Find each line below that includes "description", then copy it.

Provided records >>
_ _ _ _ _ _ _
//! File-backed key-value store.

use std::fs;
use std::path::{Path, PathBuf};

use super::{KeyValueStore, StorageError};

/// Stores each key as `<dir>/<key>.json`.
///
/// Writes go to a sibling temp file first and are renamed into place, so a
/// crash mid-write never leaves a truncated document behind.
#[derive(Debug, Clone)]
pub struct FileStore {
    dir: PathBuf,
}

impl FileStore {
    /// Opens (and creates if needed) a store rooted at `dir`.
    ///
    /// # Errors
    ///
    /// Returns an error if the directory cannot be created.
    pub fn open(dir: impl Into<PathBuf>) -> Result<Self, StorageError> {
        let dir = dir.into();
        fs::create_dir_all(&dir).map_err(|e| StorageError::io(&dir, e))?;
        tracing::debug!("Opened file store at {:?}", dir);
        Ok(Self { dir })
    }

    /// Returns the root directory.
    pub fn dir(&self) -> &Path {
        &self.dir
    }

    fn path_for(&self, key: &str) -> Result<PathBuf, StorageError> {
        let valid = !key.is_empty()
            && key
                .chars()
                .all(|c| c.is_ascii_alphanumeric() || c == '-' || c == '_');
        if !valid {
            return Err(StorageError::InvalidKey(key.to_string()));
        }
        Ok(self.dir.join(format!("{key}.json")))
    }
}

impl KeyValueStore for FileStore {
    fn get(&self, key: &str) -> Result<Option<String>, StorageError> {
        let path = self.path_for(key)?;
        match fs::read_to_string(&path) {
            Ok(contents) => Ok(Some(contents)),
            Err(e) if e.kind() == std::io::ErrorKind::NotFound => Ok(None),
            Err(e) => Err(StorageError::io(path, e)),
        }
    }

    fn set(&self, key: &str, value: &str) -> Result<(), StorageError> {
        let path = self.path_for(key)?;
        let tmp = path.with_extension("json.tmp");

        fs::write(&tmp, value).map_err(|e| StorageError::io(&tmp, e))?;
        fs::rename(&tmp, &path).map_err(|e| StorageError::io(&path, e))?;

        tracing::debug!("Wrote {} bytes to {:?}", value.len(), path);
        Ok(())
    }

    fn remove(&self, key: &str) -> Result<(), StorageError> {
        let path = self.path_for(key)?;
        match fs::remove_file(&path) {
            Ok(()) => Ok(()),
            Err(e) if e.kind() == std::io::ErrorKind::NotFound => Ok(()),
            Err(e) => Err(StorageError::io(path, e)),
        }
    }
}

#[cfg(test)]
mod tests {
    use super::*;
    use crate::storage::PLANS_KEY;

    #[test]
    fn test_open_creates_directory() {
        let dir = tempfile::tempdir().unwrap();
        let root = dir.path().join("nested").join("data");

        let store = FileStore::open(&root).unwrap();
        assert!(root.exists());
        assert_eq!(store.dir(), root.as_path());
    }

    #[test]
    fn test_get_missing_key_is_none() {
        let dir = tempfile::tempdir().unwrap();
        let store = FileStore::open(dir.path()).unwrap();

        assert_eq!(store.get(PLANS_KEY).unwrap(), None);
    }

    #[test]
    fn test_set_then_get_survives_reopen() {
        let dir = tempfile::tempdir().unwrap();
        {
            let store = FileStore::open(dir.path()).unwrap();
            store.set(PLANS_KEY, r#"[{"id":"a"}]"#).unwrap();
        }

        let reopened = FileStore::open(dir.path()).unwrap();
        assert_eq!(
            reopened.get(PLANS_KEY).unwrap(),
            Some(r#"[{"id":"a"}]"#.to_string())
        );
        assert!(!dir.path().join("workout-timer-plans.json.tmp").exists());
    }

    #[test]
    fn test_remove() {
        let dir = tempfile::tempdir().unwrap();
        let store = FileStore::open(dir.path()).unwrap();

        store.set(PLANS_KEY, "[]").unwrap();
        store.remove(PLANS_KEY).unwrap();
        assert_eq!(store.get(PLANS_KEY).unwrap(), None);

        // Removing twice is fine
        store.remove(PLANS_KEY).unwrap();
    }

    #[test]
    fn test_rejects_path_like_keys() {
        let dir = tempfile::tempdir().unwrap();
        let store = FileStore::open(dir.path()).unwrap();

        assert!(matches!(
            store.set("../escape", "x"),
            Err(StorageError::InvalidKey(_))
        ));
        assert!(matches!(store.get(""), Err(StorageError::InvalidKey(_))));
    }
}
//! Display utilities for the interval timer CLI.
//!
//! This module provides formatted output for:
//! - Plan listings and details
//! - Validation errors
//! - The live countdown line and timer events

use std::io::Write;

use crate::plan::Plan;
use crate::timer::TimerEvent;
use crate::types::{Segment, TimerSnapshot, TimerStatus};

// ============================================================================
// Display
// ============================================================================

/// Display utilities for CLI output.
pub struct Display;

impl Display {
    // ------------------------------------------------------------------------
    // Plans
    // ------------------------------------------------------------------------

    /// Shows stored plans, marking the active one.
    pub fn show_plan_list(plans: &[Plan], active_id: Option<&str>) {
        if plans.is_empty() {
            println!("No saved plans. Add one with `plans add-simple` or `plans add`.");
            return;
        }
        for plan in plans {
            println!("{}", Self::format_plan_row(plan, active_id == Some(plan.id.as_str())));
        }
    }

    /// Shows the built-in presets.
    pub fn show_presets(presets: &[Plan], active_id: Option<&str>) {
        println!("Built-in presets");
        println!("─────────────────────────────");
        for plan in presets {
            println!("{}", Self::format_plan_row(plan, active_id == Some(plan.id.as_str())));
        }
    }

    /// Shows one plan with its flattened segment sequence.
    pub fn show_plan(plan: &Plan, is_active: bool) {
        println!("{}{}", plan.name, if is_active { " (active)" } else { "" });
        println!("─────────────────────────────");
        println!("ID: {}", plan.id);
        if let Some(description) = &plan.description {
            println!("Description: {}", description);
        }
        println!("Mode: {}", plan.mode.as_str());
        println!("Repetitions: {}", plan.repetitions());
        println!("Alert: {}s before each segment ends", plan.alert_time());
        println!("Total: {}", Self::format_clock_u64(plan.total_duration()));
        if !plan.is_preset {
            println!("Used: {} times", plan.usage_count);
            if let Some(last_used) = plan.last_used {
                println!("Last used: {}", last_used.format("%Y-%m-%d %H:%M"));
            }
        }

        let segments = plan.flatten();
        println!();
        for (index, segment) in segments.iter().enumerate() {
            println!("  {}", Self::format_segment_row(index, segments.len(), segment));
        }
    }

    /// Shows the active plan, or a hint when there is none.
    pub fn show_active(plan: Option<&Plan>) {
        match plan {
            Some(plan) => println!("{}", Self::format_plan_row(plan, true)),
            None => println!("No active plan. Choose one with `activate <id>`."),
        }
    }

    pub fn show_saved(id: &str) {
        println!("* Saved plan {}", id);
    }

    pub fn show_deleted(id: &str) {
        println!("* Deleted plan {}", id);
    }

    pub fn show_activated(plan: &Plan) {
        println!("* Active plan: {}", plan.name);
    }

    pub fn show_deactivated() {
        println!("* Active plan cleared");
    }

    /// Shows every validation message as a bullet list.
    pub fn show_validation_errors(messages: &[String]) {
        eprintln!("Plan is invalid:");
        for message in messages {
            eprintln!("  - {}", message);
        }
    }

    /// Shows an error message.
    pub fn show_error(message: &str) {
        eprintln!("Error: {}", message);
    }

    // ------------------------------------------------------------------------
    // Workout
    // ------------------------------------------------------------------------

    /// Shows the key bindings before a workout starts.
    pub fn show_run_header(plan: &Plan) {
        println!(
            "> {} ({} segments, {})",
            plan.name,
            plan.flatten().len(),
            Self::format_clock_u64(plan.total_duration())
        );
        println!("  Type p + Enter to pause, s to resume, r to reset, q to quit");
    }

    /// Renders a timer event. Ticks redraw the countdown line in place.
    pub fn show_event(event: &TimerEvent) {
        match event {
            TimerEvent::Tick(snapshot) => {
                print!("\r{}   ", Self::format_status_line(snapshot));
                let _ = std::io::stdout().flush();
            }
            TimerEvent::SegmentChanged { segment, index } => {
                println!();
                println!(
                    "> {} [{}] {}",
                    segment.name,
                    index + 1,
                    Self::format_clock(segment.duration)
                );
            }
            TimerEvent::Paused { remaining_seconds } => {
                println!();
                println!("|| Paused at {}", Self::format_clock(*remaining_seconds));
            }
            TimerEvent::Resumed { remaining_seconds } => {
                println!("> Resumed at {}", Self::format_clock(*remaining_seconds));
            }
            TimerEvent::Reset => {
                println!();
                println!("[] Reset. Type s to start again");
            }
            TimerEvent::NearComplete { .. } => {}
            TimerEvent::Completed => {
                println!();
                println!("* Workout complete");
            }
        }
    }

    /// Shows a hint for an unrecognized control line.
    pub fn show_unknown_control(input: &str) {
        println!();
        println!("Unknown command '{}'. Use p, s, r or q", input);
    }

    // ------------------------------------------------------------------------
    // Formatting
    // ------------------------------------------------------------------------

    /// Formats seconds as `M:SS`.
    pub fn format_clock(total_seconds: u32) -> String {
        let (minutes, seconds) = Self::format_time(total_seconds);
        format!("{}:{:02}", minutes, seconds)
    }

    fn format_clock_u64(total_seconds: u64) -> String {
        format!("{}:{:02}", total_seconds / 60, total_seconds % 60)
    }

    /// Formats the countdown line, e.g. `Work (3/15)  0:27`.
    pub fn format_status_line(snapshot: &TimerSnapshot) -> String {
        let name = snapshot.segment_name.as_deref().unwrap_or("-");
        let line = format!(
            "{} ({}/{})  {}",
            name,
            snapshot.segment_index + 1,
            snapshot.total_segments,
            Self::format_clock(snapshot.remaining_seconds)
        );
        match snapshot.status {
            TimerStatus::Paused => format!("{}  [paused]", line),
            _ => line,
        }
    }

    fn format_plan_row(plan: &Plan, is_active: bool) -> String {
        format!(
            "{} {:<36}  {:<24}  {:<6}  {}",
            if is_active { "*" } else { " " },
            plan.id,
            plan.name,
            plan.mode.as_str(),
            Self::format_clock_u64(plan.total_duration())
        )
    }

    fn format_segment_row(index: usize, total: usize, segment: &Segment) -> String {
        format!(
            "{:>2}/{}  {:<20}  {:<13}  {:<9}  {}",
            index + 1,
            total,
            segment.name,
            segment.segment_type.as_str(),
            segment.intensity.as_str(),
            Self::format_clock(segment.duration)
        )
    }

    /// Formats remaining seconds as (minutes, seconds).
    fn format_time(total_seconds: u32) -> (u32, u32) {
        let minutes = total_seconds / 60;
        let seconds = total_seconds % 60;
        (minutes, seconds)
    }
}

// ============================================================================
// Tests
// ============================================================================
_ _ _ _ _ _ _
Answer to the problem >>
        if let Some(description) = &plan.description {
            println!("Description: {}", description);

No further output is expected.